One other obvious winner is Tesla at number 2, while we see Renault outperforming the other German brands, at a bit surprising number 3 spot.
There is a clear difference in customer type that is being served depending on the origin of the brand. The German brands have strong fleet footprint, capitalising their strong TCO. The non-European brands have normally a favourable list price, which is more suitable the private buyer.
Do the Electrical vehicles stay?
In some countries, there has been a problem of keeping vehicles in country, after incentives have been granted. In this case, incentive support does not drive the improvement of local emissions and clean air as much as planned.

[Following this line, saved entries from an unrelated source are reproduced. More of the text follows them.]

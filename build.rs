// The Reshard service is declared by hand so the build does not depend on a
// system protoc. Request/response messages live in `src/proto.rs`.
fn main() {
    let scraping_service = tonic_build::manual::Service::builder()
        .name("ScrapingService")
        .package("cluster")
        .method(
            tonic_build::manual::Method::builder()
                .name("reshard")
                .route_name("Reshard")
                .input_type("crate::proto::ReshardRequest")
                .output_type("crate::proto::ReshardResponse")
                .codec_path("tonic::codec::ProstCodec")
                .build(),
        )
        .build();

    tonic_build::manual::Builder::new().compile(&[scraping_service]);
}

We looked at the last 5 years of registrations and checked how many of those still are on the German road, split by fuel type.
Slightly concerning is here that for both electric vehicles (82%) and Plug-in vehicles (75/%) the rate is below the average (91%) and well below petrol (96%). Given diesel gate, we could expect that there would be an exodus of diesel vehicles, but for electrified transport we would assume they stay.
The reason for this in specifically is the KIA Soul EV, of which only 13% have remained. Also, of the BMW i3 and Volkswagen Golf EV just 80 remained. The EV with the most vehicles in operations is the Renault Zoe, and there the drop of rate is 0. Meaning that there are as much vehicles in the country, as have been registered the last years.
The Plug-ins have a lower dispersion between the different models, with a retention rate that lies usually between 70% and 80%.
Reasons why these vehicles do not remain on German soil might be speculation, but we could provide following plausible arguments:
- No 2nd hand demand in Germany for electrified transport (electric range of older models?)
- Cars are registered in Germany, but effectively sold in other countries.
- Incentives in other countries on second hand EV and Plug-ins
All in all, it might be wise for the government to put in place a policy that keeps low emission vehicles in country, so the environmental gain stays where it is supposed to be.